— Task to complete —
Write the data below out again, unchanged.

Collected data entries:
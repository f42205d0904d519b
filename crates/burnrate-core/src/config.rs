use serde::{Deserialize, Serialize};

use crate::{BurnRateError, Result};

pub const DEFAULT_BASE_URL: &str = "http://localhost:8000/v1";

#[derive(Debug, Clone, Serialize, Deserialize)]
pub struct EndpointConfig {
    pub base_url: String,
    #[serde(default)]
    pub api_key: Option<String>,
    /// Model to benchmark; the first catalog entry is used when unset.
    #[serde(default)]
    pub model: Option<String>,
    pub request_timeout_secs: u64,
}

impl Default for EndpointConfig {
    fn default() -> Self {
        Self {
            base_url: DEFAULT_BASE_URL.to_string(),
            api_key: None,
            model: None,
            request_timeout_secs: 300,
        }
    }
}

#[derive(Debug, Clone, Serialize, Deserialize)]
pub struct BenchmarkConfig {
    #[serde(default)]
    pub endpoint: EndpointConfig,
    pub concurrency_levels: Vec<u32>,
    /// Number of random words appended to the synthesized prompt.
    pub num_words: usize,
    pub max_tokens: u32,
    /// Directory for the Markdown report.
    #[serde(default = "default_report_dir")]
    pub report_dir: String,
    /// Directory for per-level output archives.
    pub output_dir: String,
    #[serde(default = "default_save_outputs")]
    pub save_outputs: bool,
}

fn default_save_outputs() -> bool {
    true
}

fn default_report_dir() -> String {
    ".".to_string()
}

impl Default for BenchmarkConfig {
    fn default() -> Self {
        Self {
            endpoint: EndpointConfig::default(),
            concurrency_levels: vec![1, 2, 4, 8, 16, 32, 64, 128],
            num_words: 512,
            max_tokens: 512,
            report_dir: default_report_dir(),
            output_dir: "model_outputs".to_string(),
            save_outputs: true,
        }
    }
}

impl BenchmarkConfig {
    pub fn validate(&self) -> Result<()> {
        if self.endpoint.base_url.trim().is_empty() {
            return Err(BurnRateError::Config("base_url must not be empty".into()));
        }
        if self.concurrency_levels.is_empty() {
            return Err(BurnRateError::Config(
                "at least one concurrency level is required".into(),
            ));
        }
        if self.concurrency_levels.contains(&0) {
            return Err(BurnRateError::Config(
                "concurrency levels must be greater than zero".into(),
            ));
        }
        if self.max_tokens == 0 {
            return Err(BurnRateError::Config(
                "max_tokens must be greater than zero".into(),
            ));
        }
        Ok(())
    }
}

/// Parses a comma separated list such as `1,2,4,8`.
pub fn parse_concurrency_levels(input: &str) -> Result<Vec<u32>> {
    input
        .split(',')
        .map(str::trim)
        .filter(|s| !s.is_empty())
        .map(|s| {
            s.parse::<u32>()
                .map_err(|e| BurnRateError::Config(format!("invalid concurrency '{}': {}", s, e)))
        })
        .collect()
}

— Exercise solution —
repository f42205d0904d519b
filename crates/burnrate-core/src/config.rs
use serde::{Deserialize, Serialize};

use crate::{BurnRateError, Result};

pub const DEFAULT_BASE_URL: &str = "http://localhost:8000/v1";

#[derive(Debug, Clone, Serialize, Deserialize)]
pub struct EndpointConfig {
    pub base_url: String,
    #[serde(default)]
    pub api_key: Option<String>,
    /// Model to benchmark; the first catalog entry is used when unset.
    #[serde(default)]
    pub model: Option<String>,
    pub request_timeout_secs: u64,
}

impl Default for EndpointConfig {
    fn default() -> Self {
        Self {
            base_url: DEFAULT_BASE_URL.to_string(),
            api_key: None,
            model: None,
            request_timeout_secs: 300,
        }
    }
}

#[derive(Debug, Clone, Serialize, Deserialize)]
pub struct BenchmarkConfig {
    #[serde(default)]
    pub endpoint: EndpointConfig,
    pub concurrency_levels: Vec<u32>,
    /// Number of random words appended to the synthesized prompt.
    pub num_words: usize,
    pub max_tokens: u32,
    /// Directory for the Markdown report.
    #[serde(default = "default_report_dir")]
    pub report_dir: String,
    /// Directory for per-level output archives.
    pub output_dir: String,
    #[serde(default = "default_save_outputs")]
    pub save_outputs: bool,
}

fn default_save_outputs() -> bool {
    true
}

fn default_report_dir() -> String {
    ".".to_string()
}

impl Default for BenchmarkConfig {
    fn default() -> Self {
        Self {
            endpoint: EndpointConfig::default(),
            concurrency_levels: vec![1, 2, 4, 8, 16, 32, 64, 128],
            num_words: 512,
            max_tokens: 512,
            report_dir: default_report_dir(),
            output_dir: "model_outputs".to_string(),
            save_outputs: true,
        }
    }
}

impl BenchmarkConfig {
    pub fn validate(&self) -> Result<()> {
        if self.endpoint.base_url.trim().is_empty() {
            return Err(BurnRateError::Config("base_url must not be empty".into()));
        }
        if self.concurrency_levels.is_empty() {
            return Err(BurnRateError::Config(
                "at least one concurrency level is required".into(),
            ));
        }
        if self.concurrency_levels.contains(&0) {
            return Err(BurnRateError::Config(
                "concurrency levels must be greater than zero".into(),
            ));
        }
        if self.max_tokens == 0 {
            return Err(BurnRateError::Config(
                "max_tokens must be greater than zero".into(),
            ));
        }
        Ok(())
    }
}

/// Parses a comma separated list such as `1,2,4,8`.
pub fn parse_concurrency_levels(input: &str) -> Result<Vec<u32>> {
    input
        .split(',')
        .map(str::trim)
        .filter(|s| !s.is_empty())
        .map(|s| {
            s.parse::<u32>()
                .map_err(|e| BurnRateError::Config(format!("invalid concurrency '{}': {}", s, e)))
        })
        .collect()
}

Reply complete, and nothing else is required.